This is beautiful article in the Washington Post, written by our dear friend, Rod Dreher. It’s especially poignant, given the recent controversies taking place in the OCA (which have, gotten a million times better in the past 24 hours. The sun has come out from behind the clouds at last!). It takes five minutes to read, and I strongly urge you to do so, for it contains all of the EXACT reasons why Michael, Courtney, Jesse and countless others in our circle became Orthodox.
It’s titled, What’s So Appealing About Orthodoxy?
My favorite three paragraphs:
The main reason why Orthodoxy is so attractive to converts, at least to this convert, is its seriousness about sin. I don’t mean that it’s a dour religion – it is very far from that! – but rather that Orthodoxy takes the brokenness of humankind with appropriate seriousness. Orthodoxy is not going to tell you that you’re okay. In fact, it will require you to call yourself, as St. Paul described himself, the “chief of sinners.” And Orthodoxy is going to tell you the Good News: Jesus died and returned to life so that you too might live. But in order to live, you are going to have to die to yourself, over and over again. And that will not be painless, and cannot be, or it’s not real.
Because of that, for all its dramatic beauty and rich feasting, Orthodoxy is far more austere and demanding than most American Christianity. The long liturgies, the frequent prayers, the intense fasts – all make serious demands on the believer, especially comfortable middle-class Americans like me.
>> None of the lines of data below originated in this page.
// SPDX-License-Identifier: GPL-3.0-or-later

use std::path::{Path, PathBuf};
use std::sync::atomic::AtomicBool;
use std::sync::Arc;

use anyhow::{anyhow, bail, Context, Result};
use clap::{Parser, Subcommand};
use log::warn;

use quartz::bitbase::BitbaseRegistry;
use quartz::bitfile::Compression;
use quartz::bitgen::{self, GeneratorConfig};
use quartz::position::Position;
use quartz::search::{perft, InfoSink, Limits, Score, SearchInfo, Searcher};
use quartz::signature::MaterialSignature;
use quartz::tt::{TranspositionTable, DEFAULT_TT_MB};

#[derive(Parser)]
#[command(name = "quartz", version, about = "Chess engine core: search and endgame bitbase generator")]
struct Cli {
    #[command(subcommand)]
    command: Command,
}

#[derive(Subcommand)]
enum Command {
    /// Search a position and print the best move.
    Search {
        /// Position in FEN, or "startpos".
        #[arg(num_args = 1.., required = true)]
        fen: Vec<String>,
        /// Fixed search depth in plies.
        #[arg(long)]
        depth: Option<i32>,
        /// Fixed time per move in milliseconds.
        #[arg(long)]
        movetime: Option<i64>,
        /// Node budget.
        #[arg(long)]
        nodes: Option<u64>,
        /// White / black clock time in milliseconds.
        #[arg(long)]
        wtime: Option<i64>,
        #[arg(long)]
        btime: Option<i64>,
        /// White / black increment in milliseconds.
        #[arg(long, default_value_t = 0)]
        winc: i64,
        #[arg(long, default_value_t = 0)]
        binc: i64,
        /// Moves to the next time control.
        #[arg(long, default_value_t = 0)]
        movestogo: i32,
        /// Number of principal variations to report.
        #[arg(long, default_value_t = 1)]
        multipv: usize,
        /// Transposition table size in MiB.
        #[arg(long, default_value_t = DEFAULT_TT_MB)]
        hash: usize,
        /// Directory with .btb endgame bitbases to attach.
        #[arg(long)]
        bitbase_path: Option<PathBuf>,
    },
    /// Generate endgame bitbases. The signature may be a piece string
    /// such as KPK, or one of the documented sets 3, 4, 5, 5s.
    Bitgenerate {
        signature: String,
        /// Worker threads; 0 uses all cores.
        #[arg(long, default_value_t = 0)]
        cores: usize,
        /// Output directory.
        #[arg(long, default_value = ".")]
        path: PathBuf,
        /// Cluster compression: none, miniz or lz4.
        #[arg(long, default_value = "miniz")]
        compression: String,
        /// Additionally emit each table as a Rust source file for
        /// compiling in.
        #[arg(long)]
        rust_source: bool,
    },
    /// Count move-generation leaf nodes.
    Perft {
        depth: i32,
        #[arg(num_args = 1.., required = true)]
        fen: Vec<String>,
    },
    /// Search a fixed position set and report nodes per second.
    Bench {
        #[arg(long, default_value_t = 11)]
        depth: i32,
    },
}

struct StdoutSink;

impl InfoSink for StdoutSink {
    fn on_info(&mut self, info: &SearchInfo) {
        let score = match info.score {
            Score::Cp(cp) => format!("cp {}", cp),
            Score::Mate(m) => format!("mate {}", m),
        };
        let nps = if info.time_ms > 0 {
            info.nodes * 1000 / info.time_ms as u64
        } else {
            info.nodes
        };
        print!(
            "info depth {} seldepth {} multipv {} score {} nodes {} nps {} time {} pv",
            info.depth, info.seldepth, info.multipv, score, info.nodes, nps, info.time_ms
        );
        for m in info.pv.iter() {
            print!(" {}", m);
        }
        println!();
    }
}

fn parse_position(words: &[String]) -> Result<Position> {
    let joined = words.join(" ");
    if joined == "startpos" {
        return Ok(Position::startpos());
    }
    Position::from_fen(&joined).with_context(|| format!("bad FEN '{}'", joined))
}

fn load_bitbases(dir: &Path) -> BitbaseRegistry {
    let mut registry = BitbaseRegistry::new();
    let entries = match std::fs::read_dir(dir) {
        Ok(e) => e,
        Err(e) => {
            warn!("cannot read bitbase directory {}: {}", dir.display(), e);
            return registry;
        }
    };
    for entry in entries.flatten() {
        let path = entry.path();
        if path.extension().and_then(|e| e.to_str()) != Some("btb") {
            continue;
        }
        let Some(stem) = path.file_stem().and_then(|s| s.to_str()) else {
            continue;
        };
        match MaterialSignature::parse(stem) {
            Ok(sig) => {
                if let Err(e) = registry.attach_file(sig, &path) {
                    warn!("skipping {}: {}", path.display(), e);
                }
            }
            Err(e) => warn!("skipping {}: {}", path.display(), e),
        }
    }
    registry
}

#[allow(clippy::too_many_arguments)]
fn run_search(
    fen: Vec<String>,
    depth: Option<i32>,
    movetime: Option<i64>,
    nodes: Option<u64>,
    wtime: Option<i64>,
    btime: Option<i64>,
    winc: i64,
    binc: i64,
    movestogo: i32,
    multipv: usize,
    hash: usize,
    bitbase_path: Option<PathBuf>,
) -> Result<()> {
    let mut pos = parse_position(&fen)?;

    let registry = match bitbase_path {
        Some(dir) => load_bitbases(&dir),
        None => BitbaseRegistry::new(),
    };
    if !registry.is_empty() {
        println!("info string {} bitbases attached", registry.len());
    }

    let limits = Limits {
        depth: depth.unwrap_or(0),
        movetime: movetime.unwrap_or(0),
        nodes: nodes.unwrap_or(0),
        time: [wtime.unwrap_or(0), btime.unwrap_or(0)],
        inc: [winc, binc],
        movestogo,
        multi_pv: multipv,
        ..Limits::default()
    };
    if limits.depth == 0 && limits.movetime == 0 && limits.nodes == 0 && !limits.use_time_management()
    {
        bail!("no limit given: pass --depth, --movetime, --nodes or clock times");
    }

    let mut tt = TranspositionTable::new(hash);
    let abort = Arc::new(AtomicBool::new(false));
    let us = pos.side_to_move();
    let mut searcher = Searcher::new(&mut tt, &registry, limits, abort, us);
    let result = searcher.run(&mut pos, &mut StdoutSink);

    if result.ponder_move != quartz::types::Move::NONE {
        println!("bestmove {} ponder {}", result.best_move, result.ponder_move);
    } else {
        println!("bestmove {}", result.best_move);
    }
    Ok(())
}

fn run_bitgenerate(
    signature: String,
    cores: usize,
    path: PathBuf,
    compression: String,
    rust_source: bool,
) -> Result<()> {
    let compression = Compression::from_name(&compression)
        .ok_or_else(|| anyhow!("unknown compression '{}'", compression))?;
    let cfg = GeneratorConfig {
        cores,
        path,
        compression,
        emit_rust_source: rust_source,
        ..GeneratorConfig::default()
    };

    let signatures: Vec<String> = match bitgen::expand_signature_set(&signature) {
        Some(set) => set.into_iter().map(str::to_string).collect(),
        None => vec![signature],
    };

    let mut registry = BitbaseRegistry::new();
    for s in signatures {
        let sig = MaterialSignature::parse(&s).with_context(|| format!("bad signature '{}'", s))?;
        bitgen::generate(sig, &mut registry, &cfg)
            .with_context(|| format!("generating {}", sig))?;
    }
    Ok(())
}

fn run_bench(depth: i32) -> Result<()> {
    const BENCH_FENS: [&str; 6] = [
        quartz::position::START_FEN,
        "r3k2r/p1ppqpb1/bn2pnp1/3PN3/1p2P3/2N2Q1p/PPPBBPPP/R3K2R w KQkq - 0 1",
        "8/2p5/3p4/KP5r/1R3p1k/8/4P1P1/8 w - - 0 1",
        "r1bqkbnr/pppp1ppp/2n5/1B2p3/4P3/5N2/PPPP1PPP/RNBQK2R w KQkq - 4 4",
        "4k3/8/8/8/8/8/4P3/4K3 w - - 0 1",
        "7k/5Q2/5K2/8/8/8/8/8 w - - 0 1",
    ];

    let registry = BitbaseRegistry::new();
    let mut total_nodes = 0u64;
    let started = std::time::Instant::now();

    for fen in BENCH_FENS {
        let mut pos = Position::from_fen(fen)?;
        let mut tt = TranspositionTable::new(DEFAULT_TT_MB);
        let abort = Arc::new(AtomicBool::new(false));
        let us = pos.side_to_move();
        let limits = Limits {
            depth,
            ..Limits::default()
        };
        let mut searcher = Searcher::new(&mut tt, &registry, limits, abort, us);
        let result = searcher.run(&mut pos, &mut quartz::search::NullSink);
        println!("{:64} {:>12} nodes", fen, result.nodes);
        total_nodes += result.nodes;
    }

    let ms = started.elapsed().as_millis().max(1) as u64;
    println!("===========================");
    println!("Total nodes : {}", total_nodes);
    println!("Total time  : {} ms", ms);
    println!("Nodes/second: {}", total_nodes * 1000 / ms);
    Ok(())
}

fn main() -> Result<()> {
    env_logger::Builder::from_env(env_logger::Env::default().default_filter_or("info")).init();
    println!("{}", quartz::engine_info());

    match Cli::parse().command {
        Command::Search {
            fen,
            depth,
            movetime,
            nodes,
            wtime,
            btime,
            winc,
            binc,
            movestogo,
            multipv,
            hash,
            bitbase_path,
        } => run_search(
            fen, depth, movetime, nodes, wtime, btime, winc, binc, movestogo, multipv, hash,
            bitbase_path,
        ),
        Command::Bitgenerate {
            signature,
            cores,
            path,
            compression,
            rust_source,
        } => run_bitgenerate(signature, cores, path, compression, rust_source),
        Command::Perft { depth, fen } => {
            let mut pos = parse_position(&fen)?;
            let started = std::time::Instant::now();
            let nodes = perft(&mut pos, depth);
            println!(
                "perft({}) = {} in {} ms",
                depth,
                nodes,
                started.elapsed().as_millis()
            );
            Ok(())
        }
        Command::Bench { depth } => run_bench(depth),
    }
}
They call us out of ourselves, and to repentance. Orthodoxy is not interested in making you feel comfortable in your sins. It wants nothing less than for you to be a saint.
Don’t be misled. Orthodoxy is not, at its core, about rules and practices. The more I progress in my Orthodoxy, the clearer it is to me that Orthodoxy is, above all, a way. It is not an institution, a set of doctrines, or a collection of rituals, though it contains all three. It is rather a way of seeing the world, and one’s place in it, and a map to holiness that is paradoxically both ancient and astonishingly fresh, at least to Western sensibilities. It is the way of liberation.